Collected data:

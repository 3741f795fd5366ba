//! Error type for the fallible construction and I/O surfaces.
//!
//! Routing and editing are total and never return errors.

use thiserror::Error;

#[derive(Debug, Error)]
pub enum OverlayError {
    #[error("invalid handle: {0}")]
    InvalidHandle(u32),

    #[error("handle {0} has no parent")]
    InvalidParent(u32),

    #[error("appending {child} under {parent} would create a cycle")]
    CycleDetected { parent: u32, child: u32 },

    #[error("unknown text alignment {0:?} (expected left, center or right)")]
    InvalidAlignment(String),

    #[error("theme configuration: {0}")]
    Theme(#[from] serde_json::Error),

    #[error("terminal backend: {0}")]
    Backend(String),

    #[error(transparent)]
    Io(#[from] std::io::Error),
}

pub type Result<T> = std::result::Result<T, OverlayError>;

...

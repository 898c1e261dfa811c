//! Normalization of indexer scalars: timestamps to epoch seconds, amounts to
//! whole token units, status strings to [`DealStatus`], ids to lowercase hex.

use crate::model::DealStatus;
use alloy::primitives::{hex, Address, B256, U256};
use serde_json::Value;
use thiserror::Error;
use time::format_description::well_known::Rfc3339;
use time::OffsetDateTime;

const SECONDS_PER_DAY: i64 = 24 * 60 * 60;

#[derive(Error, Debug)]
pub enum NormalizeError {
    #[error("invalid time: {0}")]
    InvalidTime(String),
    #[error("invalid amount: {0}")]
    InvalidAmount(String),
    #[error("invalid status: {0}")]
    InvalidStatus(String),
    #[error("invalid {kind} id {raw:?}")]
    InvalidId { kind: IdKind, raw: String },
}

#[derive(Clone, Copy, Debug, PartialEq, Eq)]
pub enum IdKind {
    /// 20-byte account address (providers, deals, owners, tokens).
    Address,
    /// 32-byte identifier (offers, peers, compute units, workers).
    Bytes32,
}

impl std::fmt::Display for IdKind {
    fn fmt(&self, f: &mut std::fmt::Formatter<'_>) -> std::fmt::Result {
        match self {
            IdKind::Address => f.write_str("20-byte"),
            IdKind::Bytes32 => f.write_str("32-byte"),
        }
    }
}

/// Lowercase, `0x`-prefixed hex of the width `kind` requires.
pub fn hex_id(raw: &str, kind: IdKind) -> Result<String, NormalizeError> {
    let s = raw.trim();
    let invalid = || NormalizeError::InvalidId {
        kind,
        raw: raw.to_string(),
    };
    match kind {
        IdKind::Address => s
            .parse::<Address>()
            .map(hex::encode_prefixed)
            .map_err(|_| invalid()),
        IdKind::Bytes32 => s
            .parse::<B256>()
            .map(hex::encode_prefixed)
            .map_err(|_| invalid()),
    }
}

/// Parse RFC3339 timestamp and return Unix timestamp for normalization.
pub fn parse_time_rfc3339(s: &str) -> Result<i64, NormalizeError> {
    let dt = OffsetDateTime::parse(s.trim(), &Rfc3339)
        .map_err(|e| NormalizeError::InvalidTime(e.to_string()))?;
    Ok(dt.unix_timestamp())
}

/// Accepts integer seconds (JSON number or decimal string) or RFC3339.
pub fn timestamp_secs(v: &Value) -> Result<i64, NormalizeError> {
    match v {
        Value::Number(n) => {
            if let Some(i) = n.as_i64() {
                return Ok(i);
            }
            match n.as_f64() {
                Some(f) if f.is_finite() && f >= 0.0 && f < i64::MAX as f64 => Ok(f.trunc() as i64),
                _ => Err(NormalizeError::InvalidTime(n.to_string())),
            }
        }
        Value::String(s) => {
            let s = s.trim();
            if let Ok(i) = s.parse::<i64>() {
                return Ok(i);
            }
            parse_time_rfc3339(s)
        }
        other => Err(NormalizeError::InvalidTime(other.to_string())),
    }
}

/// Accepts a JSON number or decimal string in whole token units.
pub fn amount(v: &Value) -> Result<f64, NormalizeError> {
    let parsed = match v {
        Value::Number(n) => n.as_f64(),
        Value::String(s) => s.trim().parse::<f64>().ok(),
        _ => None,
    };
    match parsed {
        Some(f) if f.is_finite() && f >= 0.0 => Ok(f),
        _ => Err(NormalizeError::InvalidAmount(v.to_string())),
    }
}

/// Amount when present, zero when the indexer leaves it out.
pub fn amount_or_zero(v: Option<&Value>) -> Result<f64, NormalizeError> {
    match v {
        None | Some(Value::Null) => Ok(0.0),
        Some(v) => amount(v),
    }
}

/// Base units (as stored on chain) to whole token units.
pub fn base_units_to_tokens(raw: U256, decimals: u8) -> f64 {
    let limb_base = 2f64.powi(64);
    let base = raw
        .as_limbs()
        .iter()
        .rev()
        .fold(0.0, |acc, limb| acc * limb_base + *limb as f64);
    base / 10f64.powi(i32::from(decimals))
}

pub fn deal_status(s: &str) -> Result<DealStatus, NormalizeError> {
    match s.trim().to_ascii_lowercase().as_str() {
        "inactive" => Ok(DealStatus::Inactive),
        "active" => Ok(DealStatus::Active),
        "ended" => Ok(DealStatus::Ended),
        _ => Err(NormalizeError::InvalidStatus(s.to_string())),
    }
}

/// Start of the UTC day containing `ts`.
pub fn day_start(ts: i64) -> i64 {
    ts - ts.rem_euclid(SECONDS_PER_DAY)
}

--

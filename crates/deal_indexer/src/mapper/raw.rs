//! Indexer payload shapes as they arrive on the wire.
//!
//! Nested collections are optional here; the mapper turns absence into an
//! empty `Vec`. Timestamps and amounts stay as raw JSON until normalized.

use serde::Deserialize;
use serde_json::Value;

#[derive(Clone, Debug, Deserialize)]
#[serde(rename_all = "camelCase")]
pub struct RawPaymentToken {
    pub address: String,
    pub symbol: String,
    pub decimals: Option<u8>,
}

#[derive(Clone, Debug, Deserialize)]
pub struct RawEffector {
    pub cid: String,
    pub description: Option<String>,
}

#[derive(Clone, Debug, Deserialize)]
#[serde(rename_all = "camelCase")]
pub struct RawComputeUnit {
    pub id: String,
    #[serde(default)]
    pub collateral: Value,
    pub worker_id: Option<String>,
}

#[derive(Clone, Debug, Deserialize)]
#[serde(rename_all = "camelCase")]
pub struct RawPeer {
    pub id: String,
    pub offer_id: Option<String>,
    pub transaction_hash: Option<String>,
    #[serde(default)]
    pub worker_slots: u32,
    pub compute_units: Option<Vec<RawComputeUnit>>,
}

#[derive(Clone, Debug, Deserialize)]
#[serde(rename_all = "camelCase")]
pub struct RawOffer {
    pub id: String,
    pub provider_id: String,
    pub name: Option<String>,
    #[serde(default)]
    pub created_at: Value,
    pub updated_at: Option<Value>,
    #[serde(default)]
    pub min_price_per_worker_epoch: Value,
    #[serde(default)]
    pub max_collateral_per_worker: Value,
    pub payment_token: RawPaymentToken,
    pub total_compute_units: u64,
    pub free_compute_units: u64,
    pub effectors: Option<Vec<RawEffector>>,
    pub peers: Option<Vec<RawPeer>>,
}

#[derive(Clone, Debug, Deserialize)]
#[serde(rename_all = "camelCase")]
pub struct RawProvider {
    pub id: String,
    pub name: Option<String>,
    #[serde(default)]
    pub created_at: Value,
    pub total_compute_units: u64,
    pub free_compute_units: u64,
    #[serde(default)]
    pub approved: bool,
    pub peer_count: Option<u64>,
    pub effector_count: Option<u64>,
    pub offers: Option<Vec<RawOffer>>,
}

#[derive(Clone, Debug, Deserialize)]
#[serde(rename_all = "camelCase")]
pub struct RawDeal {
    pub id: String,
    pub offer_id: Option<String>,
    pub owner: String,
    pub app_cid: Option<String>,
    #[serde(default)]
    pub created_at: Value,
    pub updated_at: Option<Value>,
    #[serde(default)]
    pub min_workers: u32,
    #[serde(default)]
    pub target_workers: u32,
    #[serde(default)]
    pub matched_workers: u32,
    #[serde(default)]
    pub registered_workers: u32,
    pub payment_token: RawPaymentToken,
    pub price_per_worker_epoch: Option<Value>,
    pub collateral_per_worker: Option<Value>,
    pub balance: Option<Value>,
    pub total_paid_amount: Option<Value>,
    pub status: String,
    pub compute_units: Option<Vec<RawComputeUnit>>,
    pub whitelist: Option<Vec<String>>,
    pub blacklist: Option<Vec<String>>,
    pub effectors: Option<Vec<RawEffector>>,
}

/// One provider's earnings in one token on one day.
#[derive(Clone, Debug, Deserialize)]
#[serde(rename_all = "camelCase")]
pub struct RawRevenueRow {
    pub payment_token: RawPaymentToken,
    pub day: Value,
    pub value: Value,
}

PROMPT:
For this exercise, output exactly the lines above from the line with "repository 3741f795fd5366ba" to the line with "pub type Result<T>", counting both, and leave out the rest.

RESPONSE BOX:
repository 3741f795fd5366ba
//! Error type for the fallible construction and I/O surfaces.
//!
//! Routing and editing are total and never return errors.

use thiserror::Error;

#[derive(Debug, Error)]
pub enum OverlayError {
    #[error("invalid handle: {0}")]
    InvalidHandle(u32),

    #[error("handle {0} has no parent")]
    InvalidParent(u32),

    #[error("appending {child} under {parent} would create a cycle")]
    CycleDetected { parent: u32, child: u32 },

    #[error("unknown text alignment {0:?} (expected left, center or right)")]
    InvalidAlignment(String),

    #[error("theme configuration: {0}")]
    Theme(#[from] serde_json::Error),

    #[error("terminal backend: {0}")]
    Backend(String),

    #[error(transparent)]
    Io(#[from] std::io::Error),
}

pub type Result<T> = std::result::Result<T, OverlayError>;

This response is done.